C'est d'un ton posé et professionnel, malgré toute l'émotion que suscitaient visiblement ces souvenirs, qu'un policier, un ambulancier et un médecin sont venus raconter à la cour mardi matin les circonstances de leur intervention auprès du cardiologue Guy Turcotte, accusé du meurtre de ses deux enfants.

L'enquête préliminaire sur M. Turcotte, 37 ans, s'est poursuivie pour la deuxième journée au palais de justice de Saint-Jérôme. Frappée d'une interdiction de publication, elle vise à déterminer s'il y a assez de preuves pour l'inculper. La Couronne entend l'accuser du meurtre prémédité de ses deux enfants, Olivier, 5 ans, et Anne-Sophie, 3 ans. Les deux ont été tués à l'arme blanche le 21 février 2009, au moment où leur mère était en voyage de ski. Guy Turcotte était séparé au moment du drame.Des trois témoins entendus, c'est le récit d'une ex-collègue, la Dre Marie-Pierre Chartrand, qui a surtout retenu l'attention. C'est elle qui, après le drame, a reçu et soigné Guy Turcotte à son arrivée à l'Hôtel-Dieu de Saint-Jérôme, où il pratiquait comme cardiologue et comptait de nombreuses connaissances.

Les médias ont dit l'an dernier que M. Turcotte avait tenté de se suicider ce jour-là en avalant deux litres de lave-glace. On a par ailleurs appris l'automne dernier qu'il avait tenté de se suicider une autre fois au mois de novembre, dans sa cellule de la prison de Rivière-des-Prairies.

La Dre Chartrand a longuement expliqué son intervention médicale, les tests qui ont été pratiqués sur le cardiologue dès son admission aux urgences et son attitude générale avant qu'on l'envoie dans un hôpital montréalais.

L'urgentologue a raconté cet épisode avec un certain détachement. Elle a été plus émue quand elle a rapporté les propos qu'a tenus M. Turcotte pendant les quelque trois heures qu'il a passées sous sa supervision.

Murmures

Plus tôt en matinée, le policier Marc-Antoine Bigué, de la Sûreté du Québec, avait décrit son intervention à partir de son arrivée à la résidence familiale. Il a raconté ce qu'il a vu ce matin-là avec aplomb et précision, sous l'oeil impassible du cardiologue, encadré par deux constables dans le box des accusés. Certains détails ont suscité des murmures et des soupirs dans la salle, où se mêlaient badauds et proches des victimes.

Comme la veille, l'avocat de Turcotte, Me Pierre Poupart, a demandé que l'on retire les menottes à son client pour qu'il puisse prendre des notes.

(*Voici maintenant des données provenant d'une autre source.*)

//! Multi-recipient encryptor.
//!
//! One plaintext, many recipient devices. Either the plaintext rides in every
//! ratchet message, or it is sealed once under a random content key into the
//! shared cipher message and each ratchet message carries only that key.
//!
//! The call is all-or-nothing: sessions are advanced on working copies and
//! written in a single batch after every recipient's message is built. The
//! one exception is a peer whose bundle fails signature verification: its
//! `Fail` status is persisted even though the call fails.

use std::collections::{HashMap, HashSet};

use peerlock_core::{
    EncryptionPolicy, EngineError, Environment, PeerDeviceRecord, PeerDeviceStatus,
    ProvisioningError, SessionRecord, SessionSet, Storage, WriteBatch, trust,
};
use peerlock_crypto::{
    CryptoError, PreKeyBundle,
    aead::{CONTENT_KEY_SIZE, TAG_SIZE},
    x3dh,
};
use peerlock_proto::{PayloadKind, RatchetMessage};

use crate::{
    config::EngineConfig,
    identity::{LocalIdentity, validate_device_id},
    manager::Engine,
    provisioner::fetch_bundles,
    session::{self, InitiatorSeeds},
    transport::KeyServerTransport,
};

/// Per-recipient outcome of an encrypt call.
#[derive(Debug, Clone, PartialEq, Eq)]
pub struct RecipientResult {
    /// Recipient device id
    pub device_id: String,
    /// Recipient status as seen by this call
    pub status: PeerDeviceStatus,
    /// Ratchet message for this recipient; `None` when it was skipped
    /// because it is marked `Fail`
    pub ratchet_message: Option<Vec<u8>>,
}

/// Result of an encrypt call.
#[derive(Debug, Clone, PartialEq, Eq)]
pub struct EncryptOutput {
    /// Shared ciphertext; empty when every ratchet message carries the
    /// plaintext
    pub cipher_message: Vec<u8>,
    /// One entry per requested recipient, in request order
    pub recipients: Vec<RecipientResult>,
}

/// Upper bounds on encrypt output sizes.
#[derive(Debug, Clone, Copy, PartialEq, Eq)]
pub struct OutputSizeBound {
    /// Shared cipher message
    pub cipher_message: usize,
    /// Each recipient's ratchet message
    pub ratchet_message: usize,
}

/// Largest outputs an encrypt of `plaintext_len` bytes can produce.
#[must_use]
pub fn max_output_size(
    plaintext_len: usize,
    recipients: usize,
    policy: EncryptionPolicy,
) -> OutputSizeBound {
    if policy.uses_cipher_message(recipients) {
        OutputSizeBound {
            cipher_message: plaintext_len + TAG_SIZE,
            ratchet_message: RatchetMessage::max_encoded_len(CONTENT_KEY_SIZE + TAG_SIZE),
        }
    } else {
        OutputSizeBound {
            cipher_message: 0,
            ratchet_message: RatchetMessage::max_encoded_len(plaintext_len + TAG_SIZE),
        }
    }
}

/// Working state for one recipient.
struct Target {
    device_id: String,
    peer: Option<PeerDeviceRecord>,
    sessions: SessionSet,
    status: PeerDeviceStatus,
    skipped: bool,
}

/// Encrypt `plaintext` from `local_id` to every device in `recipients`.
///
/// Peers without a usable session are bootstrapped from freshly fetched
/// bundles. Recipients marked `Fail` are skipped.
///
/// # Errors
///
/// - `InvalidInput` for an empty, duplicated or self-addressed recipient
///   list, or when every recipient is skipped
/// - `UserNotFound` if `local_id` does not exist
/// - `Provisioning` if a bundle cannot be fetched or fails verification
/// - `Storage` if the final write fails
///
/// On error no session is advanced.
pub(crate) async fn encrypt<S, T, E>(
    engine: &Engine<S, T, E>,
    local_id: &str,
    context: &str,
    recipients: &[String],
    plaintext: &[u8],
    policy: EncryptionPolicy,
) -> Result<EncryptOutput, EngineError>
where
    S: Storage,
    T: KeyServerTransport,
    E: Environment,
{
    validate_recipients(local_id, recipients)?;

    let _gate = engine.locks.read_user(local_id).await;
    let local = LocalIdentity::load(&engine.storage, local_id)?;
    let _sessions = engine.locks.sessions(local_id, recipients).await;

    let now = engine.env.wall_clock_secs();
    let mut targets = Vec::with_capacity(recipients.len());
    for device_id in recipients {
        let peer = engine.storage.load_peer(local_id, device_id)?;
        let sessions = engine.storage.load_sessions(local_id, device_id)?.unwrap_or_default();
        let status = trust::reported_status(peer.as_ref());
        targets.push(Target {
            device_id: device_id.clone(),
            skipped: status == PeerDeviceStatus::Fail,
            peer,
            sessions,
            status,
        });
    }

    if targets.iter().all(|t| t.skipped) {
        return Err(EngineError::invalid_input("every recipient is marked fail"));
    }

    let to_bootstrap: Vec<String> = targets
        .iter()
        .filter(|t| !t.skipped && needs_bootstrap(t.sessions.active.as_ref(), &engine.config))
        .map(|t| t.device_id.clone())
        .collect();

    let mut batch = WriteBatch::new();

    if !to_bootstrap.is_empty() {
        let bundles = fetch_bundles(
            &engine.transport,
            &local.record,
            &to_bootstrap,
            engine.config.require_one_time_prekey,
        )
        .await?;

        reject_forged_bundles(engine, local_id, &targets, &to_bootstrap, &bundles, now)?;

        for target in targets.iter_mut().filter(|t| to_bootstrap.contains(&t.device_id)) {
            let Some(bundle) = bundles.get(&target.device_id) else {
                continue;
            };
            bootstrap(engine, &local, target, bundle, now)?;
            if let Some(peer) = &target.peer {
                batch.put_peer(local_id, peer.clone());
            }
        }
    }

    let content_key = policy
        .uses_cipher_message(recipients.len())
        .then(|| engine.env.random_seed());
    let (cipher_message, kind, payload) = match &content_key {
        Some(key) => (
            session::seal_shared(key, plaintext, local_id, context),
            PayloadKind::ContentKey,
            key.as_slice(),
        ),
        None => (Vec::new(), PayloadKind::Plaintext, plaintext),
    };

    let mut results = Vec::with_capacity(targets.len());
    for target in targets {
        if target.skipped {
            tracing::debug!("skipping {} for {}: marked fail", target.device_id, local_id);
            results.push(RecipientResult {
                device_id: target.device_id,
                status: PeerDeviceStatus::Fail,
                ratchet_message: None,
            });
            continue;
        }

        let mut sessions = target.sessions;
        let Some(active) = sessions.active.as_mut() else {
            return Err(ProvisioningError::SessionUnavailable {
                device_id: target.device_id.clone(),
                reason: "no session after bootstrap".to_string(),
            }
            .into());
        };
        let message = session::seal(active, kind, payload, context, engine.env.random_seed())
            .map_err(|e| send_failure(&target.device_id, &e))?;
        active.last_activity = now;

        batch.put_sessions(local_id, &target.device_id, sessions);
        results.push(RecipientResult {
            device_id: target.device_id,
            status: target.status,
            ratchet_message: Some(message),
        });
    }

    engine.storage.commit(&batch)?;

    tracing::debug!(
        "{} encrypted {} bytes for {} recipients (shared ciphertext: {})",
        local_id,
        plaintext.len(),
        results.len(),
        !cipher_message.is_empty()
    );
    Ok(EncryptOutput { cipher_message, recipients: results })
}

/// Whether a fresh session must be bootstrapped before sending.
///
/// A session the peer never answered is abandoned once its sending chain is
/// long enough that the peer has most likely lost it.
fn needs_bootstrap(active: Option<&SessionRecord>, config: &EngineConfig) -> bool {
    match active {
        None => true,
        Some(session) => {
            session.pending_init.is_some()
                && session.ratchet.sending_chain_length() >= config.max_sending_chain
        },
    }
}

fn validate_recipients(local_id: &str, recipients: &[String]) -> Result<(), EngineError> {
    if recipients.is_empty() {
        return Err(EngineError::invalid_input("no recipients"));
    }
    let mut seen = HashSet::with_capacity(recipients.len());
    for device_id in recipients {
        validate_device_id(device_id)?;
        if device_id == local_id {
            return Err(EngineError::invalid_input("cannot encrypt to the sending device"));
        }
        if !seen.insert(device_id.as_str()) {
            return Err(EngineError::invalid_input(format!("{device_id} listed twice")));
        }
    }
    Ok(())
}

/// Mark every peer whose bundle signature does not verify as `Fail`, then
/// fail the call.
fn reject_forged_bundles<S, T, E>(
    engine: &Engine<S, T, E>,
    local_id: &str,
    targets: &[Target],
    requested: &[String],
    bundles: &HashMap<String, PreKeyBundle>,
    now: u64,
) -> Result<(), EngineError>
where
    S: Storage,
    T: KeyServerTransport,
    E: Environment,
{
    let mut forged = WriteBatch::new();
    let mut first = None;

    for device_id in requested {
        let Some(bundle) = bundles.get(device_id) else {
            continue;
        };
        if x3dh::verify_bundle(bundle).is_ok() {
            continue;
        }
        tracing::warn!("bundle for {} failed signature verification", device_id);
        let existing = targets.iter().find(|t| &t.device_id == device_id).and_then(|t| t.peer.as_ref());
        forged.put_peer(
            local_id,
            trust::mark_failed(existing, device_id, bundle.identity_key.as_bytes(), now),
        );
        first.get_or_insert_with(|| device_id.clone());
    }

    match first {
        None => Ok(()),
        Some(device_id) => {
            engine.storage.commit(&forged)?;
            Err(ProvisioningError::InvalidSignature { device_id }.into())
        },
    }
}

/// Start a new session with `target` from its verified bundle.
fn bootstrap<S, T, E>(
    engine: &Engine<S, T, E>,
    local: &LocalIdentity,
    target: &mut Target,
    bundle: &PreKeyBundle,
    now: u64,
) -> Result<(), EngineError>
where
    S: Storage,
    T: KeyServerTransport,
    E: Environment,
{
    let observation =
        trust::observe_identity(target.peer.as_ref(), &target.device_id, bundle.identity_key.as_bytes(), now);
    if observation.identity_changed {
        tracing::info!("identity key of {} changed, discarding its sessions", target.device_id);
        target.sessions = SessionSet::default();
    }

    let seeds = InitiatorSeeds {
        ephemeral: engine.env.random_seed(),
        ratchet: engine.env.random_seed(),
        session_id: engine.env.random_u64(),
    };
    let fresh = session::initiate(local, &target.device_id, bundle, seeds, now).map_err(|e| {
        ProvisioningError::MalformedResponse(format!("bundle for {}: {e}", target.device_id))
    })?;

    target.sessions.activate(fresh, engine.config.max_stale_sessions);
    target.status = observation.reported;
    target.peer = Some(observation.record);
    tracing::debug!("bootstrapped session {} -> {}", local.device_id(), target.device_id);
    Ok(())
}

fn send_failure(device_id: &str, err: &CryptoError) -> EngineError {
    ProvisioningError::SessionUnavailable {
        device_id: device_id.to_string(),
        reason: err.to_string(),
    }
    .into()
}

#[cfg(test)]
mod tests {
    use super::*;

    #[test]
    fn single_recipient_default_has_no_shared_ciphertext() {
        let bound = max_output_size(100, 1, EncryptionPolicy::OptimizeSize);
        assert_eq!(bound.cipher_message, 0);
        assert_eq!(bound.ratchet_message, RatchetMessage::max_encoded_len(100 + TAG_SIZE));
    }

    #[test]
    fn shared_ciphertext_keeps_ratchet_messages_small() {
        let bound = max_output_size(10_000, 3, EncryptionPolicy::OptimizeSize);
        assert_eq!(bound.cipher_message, 10_000 + TAG_SIZE);
        assert_eq!(bound.ratchet_message, RatchetMessage::max_encoded_len(CONTENT_KEY_SIZE + TAG_SIZE));
    }

    #[test]
    fn dr_message_policy_never_shares() {
        let bound = max_output_size(64, 5, EncryptionPolicy::DrMessage);
        assert_eq!(bound.cipher_message, 0);
    }

    #[test]
    fn recipient_list_validation() {
        let list = |ids: &[&str]| ids.iter().map(|s| (*s).to_string()).collect::<Vec<_>>();

        assert!(validate_recipients("alice", &list(&["bob", "carol"])).is_ok());
        assert!(validate_recipients("alice", &[]).is_err());
        assert!(validate_recipients("alice", &list(&["bob", "alice"])).is_err());
        assert!(validate_recipients("alice", &list(&["bob", "bob"])).is_err());
        assert!(validate_recipients("alice", &list(&[""])).is_err());
    }

    #[test]
    fn send_failures_are_not_conflicts() {
        let err = send_failure("bob", &CryptoError::InvalidKey { reason: "bad ratchet key".into() });
        assert!(matches!(
            err,
            EngineError::Provisioning(ProvisioningError::SessionUnavailable { ref device_id, .. })
                if device_id == "bob"
        ));
    }

    #[test]
    fn missing_session_needs_bootstrap() {
        let config = EngineConfig::default();
        assert!(needs_bootstrap(None, &config));
    }
}
//! Key derivation using HKDF-SHA512

use hkdf::Hkdf;
use sha2::Sha512;
use zeroize::Zeroize;

/// Label for the X3DH master secret
const X3DH_LABEL: &[u8] = b"peerlockX3DHv1";

/// Label for the root chain KDF of the Double Ratchet
const ROOT_LABEL: &[u8] = b"peerlockRootV1";

/// Label for expanding a ratchet message key into AEAD key and nonce
const MESSAGE_LABEL: &[u8] = b"peerlockMessageV1";

/// Label for expanding a shared-ciphertext content key into AEAD key and nonce
const CONTENT_LABEL: &[u8] = b"peerlockContentV1";

/// Label for the per-session associated data
const ASSOCIATED_DATA_LABEL: &[u8] = b"peerlockSessionAdV1";

/// AEAD key and nonce derived from a single-use secret.
pub struct AeadMaterial {
    /// 32-byte `XChaCha20-Poly1305` key
    pub key: [u8; 32],
    /// 24-byte `XChaCha20` nonce
    pub nonce: [u8; 24],
}

impl Drop for AeadMaterial {
    fn drop(&mut self) {
        self.key.zeroize();
    }
}

/// Combine the X3DH Diffie-Hellman outputs into the initial session secret.
///
/// Input keying material is 32 bytes of 0xFF followed by the DH outputs in
/// order (DH1..DH4), salt is all-zero.
pub fn derive_x3dh_secret(dh_outputs: &[[u8; 32]]) -> [u8; 32] {
    let mut ikm = Vec::with_capacity(32 + dh_outputs.len() * 32);
    ikm.extend_from_slice(&[0xFF; 32]);
    for output in dh_outputs {
        ikm.extend_from_slice(output);
    }

    let hkdf = Hkdf::<Sha512>::new(Some(&[0u8; 64]), &ikm);
    ikm.zeroize();

    let mut secret = [0u8; 32];
    let Ok(()) = hkdf.expand(X3DH_LABEL, &mut secret) else {
        unreachable!("32 bytes is a valid HKDF-SHA512 output length");
    };
    secret
}

/// Root chain step: mix a DH output into the root key.
///
/// Returns `(next_root_key, chain_key)`.
pub fn derive_root(root_key: &[u8; 32], dh_output: &[u8; 32]) -> ([u8; 32], [u8; 32]) {
    let hkdf = Hkdf::<Sha512>::new(Some(root_key), dh_output);

    let mut okm = [0u8; 64];
    let Ok(()) = hkdf.expand(ROOT_LABEL, &mut okm) else {
        unreachable!("64 bytes is a valid HKDF-SHA512 output length");
    };

    let mut root = [0u8; 32];
    let mut chain = [0u8; 32];
    root.copy_from_slice(&okm[..32]);
    chain.copy_from_slice(&okm[32..]);
    okm.zeroize();

    (root, chain)
}

/// Expand a ratchet message key into AEAD key and nonce.
pub fn derive_message_material(message_key: &[u8; 32]) -> AeadMaterial {
    expand_material(message_key, MESSAGE_LABEL)
}

/// Expand a random content key (shared ciphertext mode) into AEAD key and
/// nonce.
pub fn derive_content_material(content_key: &[u8; 32]) -> AeadMaterial {
    expand_material(content_key, CONTENT_LABEL)
}

/// Per-session associated data binding both identities and device ids.
///
/// Computed identically by both sides: the initiator's values always come
/// first.
pub fn derive_associated_data(
    initiator_identity: &[u8; 32],
    responder_identity: &[u8; 32],
    initiator_device: &str,
    responder_device: &str,
) -> [u8; 32] {
    let mut ikm = Vec::with_capacity(64);
    ikm.extend_from_slice(initiator_identity);
    ikm.extend_from_slice(responder_identity);

    // info: label || len(initiator) || initiator || responder
    let mut info = Vec::with_capacity(
        ASSOCIATED_DATA_LABEL.len() + 4 + initiator_device.len() + responder_device.len(),
    );
    info.extend_from_slice(ASSOCIATED_DATA_LABEL);
    info.extend_from_slice(&(initiator_device.len() as u32).to_be_bytes());
    info.extend_from_slice(initiator_device.as_bytes());
    info.extend_from_slice(responder_device.as_bytes());

    let hkdf = Hkdf::<Sha512>::new(None, &ikm);
    let mut ad = [0u8; 32];
    let Ok(()) = hkdf.expand(&info, &mut ad) else {
        unreachable!("32 bytes is a valid HKDF-SHA512 output length");
    };
    ad
}

fn expand_material(secret: &[u8; 32], label: &[u8]) -> AeadMaterial {
    let hkdf = Hkdf::<Sha512>::new(None, secret);

    let mut okm = [0u8; 56];
    let Ok(()) = hkdf.expand(label, &mut okm) else {
        unreachable!("56 bytes is a valid HKDF-SHA512 output length");
    };

    let mut material = AeadMaterial { key: [0u8; 32], nonce: [0u8; 24] };
    material.key.copy_from_slice(&okm[..32]);
    material.nonce.copy_from_slice(&okm[32..]);
    okm.zeroize();
    material
}

#[cfg(test)]
mod tests {
    use super::*;

    #[test]
    fn x3dh_secret_is_deterministic() {
        let outputs = [[1u8; 32], [2u8; 32], [3u8; 32]];
        assert_eq!(derive_x3dh_secret(&outputs), derive_x3dh_secret(&outputs));
    }

    #[test]
    fn x3dh_secret_depends_on_every_output() {
        let three = derive_x3dh_secret(&[[1u8; 32], [2u8; 32], [3u8; 32]]);
        let four = derive_x3dh_secret(&[[1u8; 32], [2u8; 32], [3u8; 32], [4u8; 32]]);
        let reordered = derive_x3dh_secret(&[[2u8; 32], [1u8; 32], [3u8; 32]]);

        assert_ne!(three, four);
        assert_ne!(three, reordered);
    }

    #[test]
    fn root_step_separates_root_and_chain() {
        let (root, chain) = derive_root(&[7u8; 32], &[9u8; 32]);
        assert_ne!(root, chain);
        assert_ne!(root, [7u8; 32]);
    }

    #[test]
    fn root_step_depends_on_dh_output() {
        let a = derive_root(&[7u8; 32], &[9u8; 32]);
        let b = derive_root(&[7u8; 32], &[10u8; 32]);
        assert_ne!(a.0, b.0);
        assert_ne!(a.1, b.1);
    }

    #[test]
    fn message_and_content_material_are_domain_separated() {
        let secret = [5u8; 32];
        let message = derive_message_material(&secret);
        let content = derive_content_material(&secret);

        assert_ne!(message.key, content.key);
        assert_ne!(message.nonce, content.nonce);
    }

    #[test]
    fn associated_data_is_order_sensitive() {
        let a = [1u8; 32];
        let b = [2u8; 32];

        let forward = derive_associated_data(&a, &b, "alice", "bob");
        let backward = derive_associated_data(&b, &a, "bob", "alice");
        assert_ne!(forward, backward);
    }

    #[test]
    fn associated_data_device_ids_are_unambiguous() {
        let a = [1u8; 32];
        let b = [2u8; 32];

        let split_one = derive_associated_data(&a, &b, "ab", "c");
        let split_two = derive_associated_data(&a, &b, "a", "bc");
        assert_ne!(split_one, split_two);
    }
}
//! Peerlock Cryptographic Primitives
//!
//! Cryptographic building blocks for the Peerlock engine. Pure functions with
//! deterministic outputs. Callers provide random bytes for deterministic
//! testing.
//!
//! # Key Lifecycle
//!
//! A session between two devices starts from an X3DH agreement against the
//! peer's published bundle. The resulting secret seeds the Double Ratchet
//! root chain; every DH ratchet step mixes a fresh agreement into the root
//! and starts a new symmetric chain, which in turn yields one key per message.
//!
//! ```text
//! Identity key + Signed prekey + One-time prekey
//!        │
//!        ▼
//! X3DH → Shared secret (per session)
//!        │
//!        ▼
//! Root chain ──DH ratchet──▶ Sending / receiving chain keys
//!        │
//!        ▼
//! Chain ratchet → Message keys
//!        │
//!        ▼
//! HKDF → AEAD key + nonce → Ciphertext
//! ```
//!
//! Message keys are used for exactly one encryption operation. Keys skipped
//! by out-of-order delivery are cached in a bounded window and removed on use.
//!
//! # Security
//!
//! Forward Secrecy:
//! - Chain advancement: old chain keys are zeroized after deriving the next key
//! - Message key disposal: keys are zeroized on drop
//! - One-time prekeys: each bundle hands out a one-time prekey at most once
//!
//! Post-Compromise Security:
//! - Every reply triggers a DH ratchet step with a fresh key pair
//!
//! Authenticity:
//! - Signed prekeys are verified against the bundle's identity key
//! - `XChaCha20-Poly1305` authenticates ciphertext, header and session
//!   associated data (both identities and device ids)

#![forbid(unsafe_code)]
#![deny(missing_docs)]

pub mod aead;
pub mod chain;
pub mod double_ratchet;
mod error;
pub mod kdf;
pub mod keys;
pub mod x3dh;

pub use chain::{ChainKey, MessageKey};
pub use double_ratchet::{RatchetLimits, RatchetState, SendStep};
pub use error::CryptoError;
pub use keys::{DhKeyPair, IdentityKeyPair, IdentityPublicKey, PUBLIC_KEY_SIZE, SIGNATURE_SIZE};
pub use x3dh::{InitialKeys, PreKeyBundle, SharedSecret};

Il n'a pas semblé en prendre davantage que la veille.

Habillé d'une veste noire et d'un chandail gris, Guy Turcotte a suivi le témoignage du policier sans manifester d'émotion particulière.

Un ambulancier témoigne

Il a montré la même neutralité au cours du témoignage de l'un des ambulanciers appelés ce matin-là, Bertrand Rochon. Pour une raison inconnue, cette impassibilité s'est cependant effondrée plus tard en matinée, après la pause de 11h. Arrivé en retard de quelques minutes, Guy Turcotte semblait ébranlé. Il avait les traits tirés et gardait les yeux baissés. Il a gardé cette attitude tout le reste de la matinée.

L'ambulancier Rochon a transporté le cardiologue à l'Hôtel-Dieu de Saint-Jérôme, où travaillait également son ex-femme, Isabelle Gaston, comme urgentologue. Il a décrit son arrivée au domicile du cardiologue, la découverte des corps, la nature de son intervention et l'interaction qu'il a eue avec le père des enfants.

L'enquête préliminaire reprend ce matin, avec le témoignage d'autres secouristes intervenus ce jour-là. On s'attend à ce que la Couronne fasse entendre une dizaine de témoins d'ici à vendredi, dont la mère des victimes.